▶ **Activity**: Please copy the lines below exactly, from the first one through the line showing "const LOG_COLUMNS: &str".

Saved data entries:

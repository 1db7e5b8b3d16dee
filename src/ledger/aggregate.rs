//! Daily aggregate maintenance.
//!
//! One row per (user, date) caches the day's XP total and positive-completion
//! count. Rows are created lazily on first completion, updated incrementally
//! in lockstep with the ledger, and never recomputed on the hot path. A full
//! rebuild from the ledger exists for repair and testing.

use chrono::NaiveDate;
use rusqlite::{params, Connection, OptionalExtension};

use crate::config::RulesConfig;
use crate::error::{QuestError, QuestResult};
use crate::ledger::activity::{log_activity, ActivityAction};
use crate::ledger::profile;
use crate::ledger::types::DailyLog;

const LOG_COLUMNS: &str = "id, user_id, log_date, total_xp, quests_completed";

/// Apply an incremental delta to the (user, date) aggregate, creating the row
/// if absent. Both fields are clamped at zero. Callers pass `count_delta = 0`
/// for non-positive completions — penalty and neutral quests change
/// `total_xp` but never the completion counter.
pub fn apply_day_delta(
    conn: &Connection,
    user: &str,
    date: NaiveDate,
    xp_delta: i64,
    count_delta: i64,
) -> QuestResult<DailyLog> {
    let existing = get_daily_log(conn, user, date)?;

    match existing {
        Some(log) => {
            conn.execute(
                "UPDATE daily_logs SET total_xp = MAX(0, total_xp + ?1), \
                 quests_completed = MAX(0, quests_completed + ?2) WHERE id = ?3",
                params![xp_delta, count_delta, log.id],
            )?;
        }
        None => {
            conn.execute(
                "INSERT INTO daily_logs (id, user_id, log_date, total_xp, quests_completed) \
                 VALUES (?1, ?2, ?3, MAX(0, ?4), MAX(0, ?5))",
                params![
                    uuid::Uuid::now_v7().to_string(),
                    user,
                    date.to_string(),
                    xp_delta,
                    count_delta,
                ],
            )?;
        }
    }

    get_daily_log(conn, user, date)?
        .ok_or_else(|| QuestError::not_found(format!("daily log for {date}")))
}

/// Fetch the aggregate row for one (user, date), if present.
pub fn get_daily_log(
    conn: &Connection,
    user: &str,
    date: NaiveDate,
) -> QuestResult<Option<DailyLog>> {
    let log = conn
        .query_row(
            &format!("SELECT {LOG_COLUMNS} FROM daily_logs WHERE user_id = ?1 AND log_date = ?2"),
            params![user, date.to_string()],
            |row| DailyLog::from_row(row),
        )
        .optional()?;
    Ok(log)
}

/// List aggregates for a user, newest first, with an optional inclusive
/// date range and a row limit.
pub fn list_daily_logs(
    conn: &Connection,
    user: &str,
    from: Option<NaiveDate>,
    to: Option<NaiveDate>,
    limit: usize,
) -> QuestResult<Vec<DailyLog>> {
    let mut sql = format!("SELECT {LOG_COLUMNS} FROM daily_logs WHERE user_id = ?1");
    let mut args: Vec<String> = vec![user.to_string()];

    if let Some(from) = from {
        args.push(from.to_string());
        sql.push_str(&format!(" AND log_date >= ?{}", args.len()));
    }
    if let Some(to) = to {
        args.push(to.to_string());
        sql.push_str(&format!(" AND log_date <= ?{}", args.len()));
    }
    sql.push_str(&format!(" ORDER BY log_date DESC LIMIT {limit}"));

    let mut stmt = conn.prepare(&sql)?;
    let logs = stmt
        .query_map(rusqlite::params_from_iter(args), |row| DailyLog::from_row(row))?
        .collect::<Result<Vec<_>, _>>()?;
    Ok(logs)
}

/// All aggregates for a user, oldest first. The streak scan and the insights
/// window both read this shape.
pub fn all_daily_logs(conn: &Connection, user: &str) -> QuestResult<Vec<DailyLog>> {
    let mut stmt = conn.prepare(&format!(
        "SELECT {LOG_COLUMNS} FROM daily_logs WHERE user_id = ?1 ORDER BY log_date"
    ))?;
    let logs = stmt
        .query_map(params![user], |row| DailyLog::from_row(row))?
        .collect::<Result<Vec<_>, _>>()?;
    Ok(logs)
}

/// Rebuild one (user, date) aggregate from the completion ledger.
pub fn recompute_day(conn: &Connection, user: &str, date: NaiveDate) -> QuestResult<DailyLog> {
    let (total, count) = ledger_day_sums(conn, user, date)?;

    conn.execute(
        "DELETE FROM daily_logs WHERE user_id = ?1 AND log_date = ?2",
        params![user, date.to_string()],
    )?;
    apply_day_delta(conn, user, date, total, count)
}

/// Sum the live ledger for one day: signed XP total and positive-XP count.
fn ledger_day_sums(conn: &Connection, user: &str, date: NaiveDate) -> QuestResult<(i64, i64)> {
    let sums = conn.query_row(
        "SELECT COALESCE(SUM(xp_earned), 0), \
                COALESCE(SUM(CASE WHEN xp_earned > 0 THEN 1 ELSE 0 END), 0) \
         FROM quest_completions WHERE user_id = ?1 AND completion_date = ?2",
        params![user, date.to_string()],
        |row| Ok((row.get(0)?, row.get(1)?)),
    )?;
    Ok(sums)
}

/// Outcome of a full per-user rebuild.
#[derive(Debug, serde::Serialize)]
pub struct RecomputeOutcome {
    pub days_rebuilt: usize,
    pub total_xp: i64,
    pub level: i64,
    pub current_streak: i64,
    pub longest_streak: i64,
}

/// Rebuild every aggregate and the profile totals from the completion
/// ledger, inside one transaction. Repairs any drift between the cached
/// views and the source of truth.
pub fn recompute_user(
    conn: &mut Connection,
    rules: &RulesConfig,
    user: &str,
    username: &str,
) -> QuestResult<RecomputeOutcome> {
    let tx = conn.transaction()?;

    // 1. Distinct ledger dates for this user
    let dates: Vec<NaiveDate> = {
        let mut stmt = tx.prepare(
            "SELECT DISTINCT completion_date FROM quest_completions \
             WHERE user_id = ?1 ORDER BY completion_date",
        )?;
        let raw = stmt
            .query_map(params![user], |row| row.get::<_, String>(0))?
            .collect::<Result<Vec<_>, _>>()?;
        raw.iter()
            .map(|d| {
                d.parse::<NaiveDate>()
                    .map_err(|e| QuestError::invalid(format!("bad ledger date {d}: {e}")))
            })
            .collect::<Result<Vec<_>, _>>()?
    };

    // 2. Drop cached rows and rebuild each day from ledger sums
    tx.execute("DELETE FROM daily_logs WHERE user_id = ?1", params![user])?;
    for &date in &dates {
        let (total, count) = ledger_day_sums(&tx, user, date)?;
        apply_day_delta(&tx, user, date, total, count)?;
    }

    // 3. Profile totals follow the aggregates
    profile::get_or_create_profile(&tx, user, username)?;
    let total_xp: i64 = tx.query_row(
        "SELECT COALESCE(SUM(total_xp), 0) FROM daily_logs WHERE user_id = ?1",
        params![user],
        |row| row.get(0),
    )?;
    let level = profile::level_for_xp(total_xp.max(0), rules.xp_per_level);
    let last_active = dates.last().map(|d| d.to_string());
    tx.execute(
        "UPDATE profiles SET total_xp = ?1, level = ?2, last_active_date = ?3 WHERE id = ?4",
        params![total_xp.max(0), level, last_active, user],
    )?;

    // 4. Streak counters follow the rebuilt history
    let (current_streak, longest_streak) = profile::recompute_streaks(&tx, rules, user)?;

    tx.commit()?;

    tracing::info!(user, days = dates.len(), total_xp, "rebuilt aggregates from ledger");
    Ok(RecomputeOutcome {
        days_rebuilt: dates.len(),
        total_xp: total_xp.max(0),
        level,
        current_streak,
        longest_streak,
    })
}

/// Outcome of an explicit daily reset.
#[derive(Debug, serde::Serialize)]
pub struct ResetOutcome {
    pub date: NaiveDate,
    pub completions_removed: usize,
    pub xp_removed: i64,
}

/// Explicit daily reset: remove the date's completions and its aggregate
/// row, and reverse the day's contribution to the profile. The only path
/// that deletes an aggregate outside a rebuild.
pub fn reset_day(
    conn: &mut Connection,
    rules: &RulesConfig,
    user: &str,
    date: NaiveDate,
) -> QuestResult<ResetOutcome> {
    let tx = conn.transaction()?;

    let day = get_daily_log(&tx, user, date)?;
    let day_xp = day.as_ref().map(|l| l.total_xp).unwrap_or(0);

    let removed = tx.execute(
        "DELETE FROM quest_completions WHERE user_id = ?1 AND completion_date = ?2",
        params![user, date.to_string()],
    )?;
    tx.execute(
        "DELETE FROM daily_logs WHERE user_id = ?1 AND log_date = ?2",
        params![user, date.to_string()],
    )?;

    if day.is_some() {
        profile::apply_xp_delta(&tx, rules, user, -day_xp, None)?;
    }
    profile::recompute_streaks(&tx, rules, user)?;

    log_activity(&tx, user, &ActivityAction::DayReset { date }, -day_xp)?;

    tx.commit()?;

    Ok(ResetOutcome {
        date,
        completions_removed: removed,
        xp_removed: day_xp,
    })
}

▶ **Response to this exercise**:
repository 1db7e5b8b3d16dee
filename src/ledger/aggregate.rs
//! Daily aggregate maintenance.
//!
//! One row per (user, date) caches the day's XP total and positive-completion
//! count. Rows are created lazily on first completion, updated incrementally
//! in lockstep with the ledger, and never recomputed on the hot path. A full
//! rebuild from the ledger exists for repair and testing.

use chrono::NaiveDate;
use rusqlite::{params, Connection, OptionalExtension};

use crate::config::RulesConfig;
use crate::error::{QuestError, QuestResult};
use crate::ledger::activity::{log_activity, ActivityAction};
use crate::ledger::profile;
use crate::ledger::types::DailyLog;

const LOG_COLUMNS: &str = "id, user_id, log_date, total_xp, quests_completed";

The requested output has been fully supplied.